# YOUR OBJECTIVE
Search for the word "Invocation" in the entries. Each line that holds it should be copied.

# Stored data
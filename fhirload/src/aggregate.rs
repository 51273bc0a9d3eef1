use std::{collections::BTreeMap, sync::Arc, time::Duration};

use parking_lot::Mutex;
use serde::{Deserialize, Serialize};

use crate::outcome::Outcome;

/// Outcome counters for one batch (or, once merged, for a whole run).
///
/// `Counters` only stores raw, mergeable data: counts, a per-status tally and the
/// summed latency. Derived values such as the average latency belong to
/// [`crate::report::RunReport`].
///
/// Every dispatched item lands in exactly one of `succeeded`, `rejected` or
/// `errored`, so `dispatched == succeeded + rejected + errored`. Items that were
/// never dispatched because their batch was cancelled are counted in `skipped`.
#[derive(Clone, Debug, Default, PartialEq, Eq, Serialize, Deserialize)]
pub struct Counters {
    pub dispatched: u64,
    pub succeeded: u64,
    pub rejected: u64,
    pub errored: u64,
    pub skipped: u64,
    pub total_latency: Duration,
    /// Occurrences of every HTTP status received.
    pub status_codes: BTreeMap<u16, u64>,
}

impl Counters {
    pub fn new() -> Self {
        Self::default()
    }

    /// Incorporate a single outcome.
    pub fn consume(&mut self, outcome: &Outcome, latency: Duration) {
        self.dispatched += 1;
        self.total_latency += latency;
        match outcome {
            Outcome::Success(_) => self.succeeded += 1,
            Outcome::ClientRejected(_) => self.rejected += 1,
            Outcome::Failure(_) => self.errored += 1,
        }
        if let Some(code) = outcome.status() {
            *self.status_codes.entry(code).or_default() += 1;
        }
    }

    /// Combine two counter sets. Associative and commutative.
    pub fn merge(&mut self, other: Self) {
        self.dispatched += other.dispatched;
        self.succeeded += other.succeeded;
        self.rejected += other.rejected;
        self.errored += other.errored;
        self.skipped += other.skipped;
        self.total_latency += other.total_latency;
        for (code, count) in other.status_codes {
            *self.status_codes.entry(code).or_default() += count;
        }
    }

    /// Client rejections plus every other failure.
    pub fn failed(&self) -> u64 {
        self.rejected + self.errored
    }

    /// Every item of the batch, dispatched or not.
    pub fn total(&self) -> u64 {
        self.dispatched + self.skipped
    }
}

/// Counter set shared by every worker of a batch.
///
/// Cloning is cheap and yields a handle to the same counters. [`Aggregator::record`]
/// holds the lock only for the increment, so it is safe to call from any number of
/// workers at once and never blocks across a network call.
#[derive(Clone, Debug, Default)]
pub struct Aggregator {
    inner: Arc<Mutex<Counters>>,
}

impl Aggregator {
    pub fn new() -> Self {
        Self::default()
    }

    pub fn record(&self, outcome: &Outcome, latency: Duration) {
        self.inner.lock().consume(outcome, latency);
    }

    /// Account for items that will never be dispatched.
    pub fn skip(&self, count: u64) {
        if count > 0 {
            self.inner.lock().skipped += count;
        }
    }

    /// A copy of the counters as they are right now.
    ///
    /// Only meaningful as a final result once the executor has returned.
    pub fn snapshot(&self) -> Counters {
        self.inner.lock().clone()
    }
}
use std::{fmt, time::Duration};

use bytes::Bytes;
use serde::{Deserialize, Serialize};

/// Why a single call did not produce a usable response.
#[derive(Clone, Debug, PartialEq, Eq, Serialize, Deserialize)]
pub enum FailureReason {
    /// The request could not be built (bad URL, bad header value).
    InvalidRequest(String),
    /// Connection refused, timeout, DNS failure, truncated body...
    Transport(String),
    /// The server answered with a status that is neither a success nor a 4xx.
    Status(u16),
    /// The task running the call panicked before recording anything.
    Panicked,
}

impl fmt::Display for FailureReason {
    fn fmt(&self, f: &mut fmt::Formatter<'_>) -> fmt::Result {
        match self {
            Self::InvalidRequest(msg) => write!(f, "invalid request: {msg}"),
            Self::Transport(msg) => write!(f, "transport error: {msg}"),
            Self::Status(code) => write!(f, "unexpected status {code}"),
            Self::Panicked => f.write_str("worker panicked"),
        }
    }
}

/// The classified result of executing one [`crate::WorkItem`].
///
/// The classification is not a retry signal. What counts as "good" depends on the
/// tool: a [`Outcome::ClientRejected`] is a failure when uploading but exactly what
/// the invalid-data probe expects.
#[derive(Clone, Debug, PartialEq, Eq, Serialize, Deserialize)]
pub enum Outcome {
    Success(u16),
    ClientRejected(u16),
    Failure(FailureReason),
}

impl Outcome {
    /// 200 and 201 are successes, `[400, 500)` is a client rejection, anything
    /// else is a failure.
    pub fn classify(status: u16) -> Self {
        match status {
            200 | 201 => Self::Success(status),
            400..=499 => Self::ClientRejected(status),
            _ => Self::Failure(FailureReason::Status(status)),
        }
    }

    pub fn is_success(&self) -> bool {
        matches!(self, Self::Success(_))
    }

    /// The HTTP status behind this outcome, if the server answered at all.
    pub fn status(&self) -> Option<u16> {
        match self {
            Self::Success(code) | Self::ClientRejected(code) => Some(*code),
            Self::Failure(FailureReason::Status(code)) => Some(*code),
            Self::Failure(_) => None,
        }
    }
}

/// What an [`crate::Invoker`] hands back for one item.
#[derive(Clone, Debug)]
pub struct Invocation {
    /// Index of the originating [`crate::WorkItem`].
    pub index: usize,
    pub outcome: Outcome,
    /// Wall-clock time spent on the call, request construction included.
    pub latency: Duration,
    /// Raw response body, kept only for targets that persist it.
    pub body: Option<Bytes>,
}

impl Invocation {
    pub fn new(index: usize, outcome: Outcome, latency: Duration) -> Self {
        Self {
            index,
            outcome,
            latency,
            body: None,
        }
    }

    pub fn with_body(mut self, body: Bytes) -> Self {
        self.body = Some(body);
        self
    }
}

# WRITTEN ANSWER
pub struct Invocation {
impl Invocation {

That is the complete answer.